A relatively easy way of doing this on your blank piece of paper is to flash whilst you burn in at the same time, then you can see what you are doing. This is why I have 2 flashing set ups. One sits at the back of the darkroom and 'looks' up to the ceiling. The result is an omni directional low level flashing light which flashes, or even fogs if I wish, whilst making an exposure or burn in, but is not bright enough to make the projected image difficult to see. It is linked into the timer.
Originally Posted by Brook Hill
(the other flasher is another adjacent enlarger for direct flashing)
Tim, what flashing system do you use, and how does it link into your StopClock?
Apart from Dave, no one has answered your question yet, so here is my 2p worth.
I would like to start by saying that I am a fan of RH Designs, I use their pro stop clock and I often demonstate it on B&W workshops and everyone immediately wants one! I don't use their paper flasher because I have 2 alternative set ups that I prefer.
I have tested it and I did find that for my use there were drawbacks - not major, but it didn't offer me an advantage to what I use. This was mostly due to siting of the unit. If flashing the paper in the easel the flash light source needs to be in the lens axis otherwise 'shadow' artefacts may occur. A light shadow may appear next to the edge of a masking frame or blade, or a reflection may be thrown onto the paper from an edge of a 2 blade frame. the 1st will give a light 'shadow' (unflashed), the 2nd a dark shadow. These are more apparent with some masking frames than others (I have quite a few, generally 4 bladers are better)

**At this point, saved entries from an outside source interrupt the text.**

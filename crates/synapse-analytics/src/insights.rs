//! Aggregate summaries of a graph: statistics, insights, knowledge gaps and
//! cross-document connections. Nothing here calls out of process.

use std::collections::{BTreeMap, HashMap, HashSet};

use synapse_core::analysis::{
    AnalyticsBackendKind, CentralityScore, Community, CrossDocConnection, GapKind, GraphStatistics, KnowledgeGap,
};
use synapse_core::entity::{category, Entity, Graph, NodeType};
use synapse_core::numeric::{round_to, safe_div};

/// Below this density a graph is reported as sparse.
pub const SPARSE_DENSITY: f64 = 0.1;
pub const IMPORTANT_WEIGHT: f64 = 1.5;
const TOP_CENTRAL: usize = 3;

pub fn is_important(node: &Entity) -> bool {
    node.weight > IMPORTANT_WEIGHT
        || node.category == category::CORE_CONCEPT
        || node.category == category::PROFESSIONAL_TERM
}

fn undirected_degrees(graph: &Graph) -> HashMap<&str, usize> {
    let mut degrees: HashMap<&str, usize> = graph.nodes.iter().map(|n| (n.id.as_str(), 0)).collect();
    for link in &graph.links {
        if link.source == link.target
            || !degrees.contains_key(link.source.as_str())
            || !degrees.contains_key(link.target.as_str())
        {
            continue;
        }
        for end in [link.source.as_str(), link.target.as_str()] {
            if let Some(d) = degrees.get_mut(end) {
                *d += 1;
            }
        }
    }
    degrees
}

pub fn graph_statistics(graph: &Graph, backend: AnalyticsBackendKind) -> GraphStatistics {
    let n = graph.nodes.len() as f64;
    let mut node_types = BTreeMap::new();
    let mut categories = BTreeMap::new();
    let mut relation_types = BTreeMap::new();
    for node in &graph.nodes {
        *node_types.entry(node.node_type.as_str().to_string()).or_insert(0) += 1;
        *categories.entry(node.category.clone()).or_insert(0) += 1;
    }
    for link in &graph.links {
        *relation_types.entry(link.relation_type.clone()).or_insert(0) += 1;
    }

    GraphStatistics {
        node_count: graph.nodes.len(),
        link_count: graph.links.len(),
        density: round_to(safe_div(graph.links.len() as f64, n * (n - 1.0), 0.0), 4),
        average_degree: round_to(safe_div(2.0 * graph.links.len() as f64, n, 0.0), 4),
        node_types,
        categories,
        relation_types,
        backend,
    }
}

/// Human-readable observations drawn from counts only.
pub fn generate_insights(
    graph: &Graph,
    centrality: &[CentralityScore],
    communities: &[Community],
    statistics: &GraphStatistics,
) -> Vec<String> {
    if graph.nodes.is_empty() {
        return vec!["The graph is empty; no insights available".to_string()];
    }
    let mut insights = Vec::new();

    let central: Vec<String> = centrality
        .iter()
        .filter(|c| c.degree > 0)
        .take(TOP_CENTRAL)
        .map(|c| format!("{} ({} connections)", c.name, c.degree))
        .collect();
    if !central.is_empty() {
        insights.push(format!("Central concepts: {}", central.join(", ")));
    }

    let tools = graph.nodes.iter().filter(|n| n.node_type == NodeType::Tool).count();
    let concepts = graph.nodes.iter().filter(|n| n.node_type == NodeType::Concept).count();
    if tools > 0 || concepts > 0 {
        let balance = if tools == 0 {
            "the text is purely conceptual".to_string()
        } else if concepts == 0 {
            "the text is purely about tooling".to_string()
        } else {
            format!("tool/concept ratio {:.2}", tools as f64 / concepts as f64)
        };
        insights.push(format!("{} tool(s) and {} concept(s): {}", tools, concepts, balance));
    }

    if graph.nodes.len() > 1 {
        if statistics.density < SPARSE_DENSITY {
            insights.push(format!(
                "Connections are sparse (density {:.3}); many concepts are discussed in isolation",
                statistics.density
            ));
        } else {
            insights.push(format!("Concepts are well connected (density {:.3})", statistics.density));
        }
    }

    if let Some(largest) = communities.first() {
        insights.push(format!(
            "{} thematic cluster(s); the largest is {} ({} members)",
            communities.len(),
            largest.theme,
            largest.members.len()
        ));
    }

    insights
}

/// Important nodes with no or a single connection, and categories whose
/// members never link to each other.
pub fn find_knowledge_gaps(graph: &Graph) -> Vec<KnowledgeGap> {
    let degrees = undirected_degrees(graph);
    let mut gaps = Vec::new();

    let important: Vec<&Entity> = graph.nodes.iter().filter(|n| is_important(n)).collect();
    let isolated: Vec<&Entity> = important
        .iter()
        .copied()
        .filter(|n| degrees.get(n.id.as_str()).copied().unwrap_or(0) == 0)
        .collect();
    if !isolated.is_empty() {
        gaps.push(KnowledgeGap {
            kind: GapKind::IsolatedConcept,
            description: format!(
                "{} important concept(s) have no connections: {}",
                isolated.len(),
                names(&isolated)
            ),
            node_ids: isolated.iter().map(|n| n.id.clone()).collect(),
        });
    }

    let weak: Vec<&Entity> = important
        .iter()
        .copied()
        .filter(|n| degrees.get(n.id.as_str()).copied().unwrap_or(0) == 1)
        .collect();
    if !weak.is_empty() {
        gaps.push(KnowledgeGap {
            kind: GapKind::WeaklyConnected,
            description: format!(
                "{} important concept(s) hang on a single connection: {}",
                weak.len(),
                names(&weak)
            ),
            node_ids: weak.iter().map(|n| n.id.clone()).collect(),
        });
    }

    let category_of: HashMap<&str, &str> =
        graph.nodes.iter().map(|n| (n.id.as_str(), n.category.as_str())).collect();
    let linked: HashSet<&str> = graph
        .links
        .iter()
        .filter(|l| l.source != l.target)
        .filter_map(|l| {
            let (s, t) = (category_of.get(l.source.as_str())?, category_of.get(l.target.as_str())?);
            (s == t).then_some(*s)
        })
        .collect();
    let mut members: BTreeMap<&str, Vec<&Entity>> = BTreeMap::new();
    for node in &graph.nodes {
        members.entry(node.category.as_str()).or_default().push(node);
    }
    for (cat, nodes) in members {
        if nodes.len() >= 2 && !linked.contains(cat) {
            gaps.push(KnowledgeGap {
                kind: GapKind::DisconnectedCategory,
                description: format!("No links between the {} '{}' entities", nodes.len(), cat),
                node_ids: nodes.iter().map(|n| n.id.clone()).collect(),
            });
        }
    }

    gaps
}

fn names(nodes: &[&Entity]) -> String {
    nodes.iter().map(|n| n.name.as_str()).collect::<Vec<_>>().join(", ")
}

/// Nodes whose provenance spans two or more documents.
pub fn cross_document_connections(graph: &Graph) -> Vec<CrossDocConnection> {
    let mut found: Vec<CrossDocConnection> = graph
        .nodes
        .iter()
        .filter_map(|n| {
            let documents = n.documents();
            (documents.len() >= 2).then(|| CrossDocConnection {
                node_id: n.id.clone(),
                name: n.name.clone(),
                documents: documents.into_iter().collect(),
            })
        })
        .collect();
    found.sort_by(|a, b| b.documents.len().cmp(&a.documents.len()).then_with(|| a.name.cmp(&b.name)));
    found
}
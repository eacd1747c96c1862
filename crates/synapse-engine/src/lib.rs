pub mod batch;
pub mod engine;

pub use batch::{BatchInsightRunner, BatchItem, BatchOutcome};
pub use engine::{DomainListing, KnowledgeEngine};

I also didn't find a really happy place for it. My ceiling was too high and anyway the unit had to be significantly off axis to avoid a shadow of the enlarger head. Applying it to the lens mounts with blue tac or similar tended to all too easily give alignment discrepancies from pressing it into place, which I am slightly paranoid about.
I run 2 different flashing systems, both from my stop clock, which are very reliable for different purposes, and give me everything I want, so I don't use it.
However, I also know that many people use the unit and love it - so hopefully some will now chip in and counter my views
Hope this helps.
I'll answer Henry's question and at the same time comment on Tim's response.
Henry, I have used the RH Designs Flasher since before Richard Ross actually started to produce it commercially largely because the first flasher was made for me by RH Designs based on an idea that I had. I attach the light source to my enlarger, initially using blue tac, but now with velcro and have never encountered the problems suggested by Tim, namely enlarger alignment discrepancies or shadow effects. I do admit to using an enlarger alignment tool every time I make prints in my own darkroom but have attached the Flasher to all manner of enlargers when doing workshops and teaching in colleges throughout the country and have never encountered the above problems.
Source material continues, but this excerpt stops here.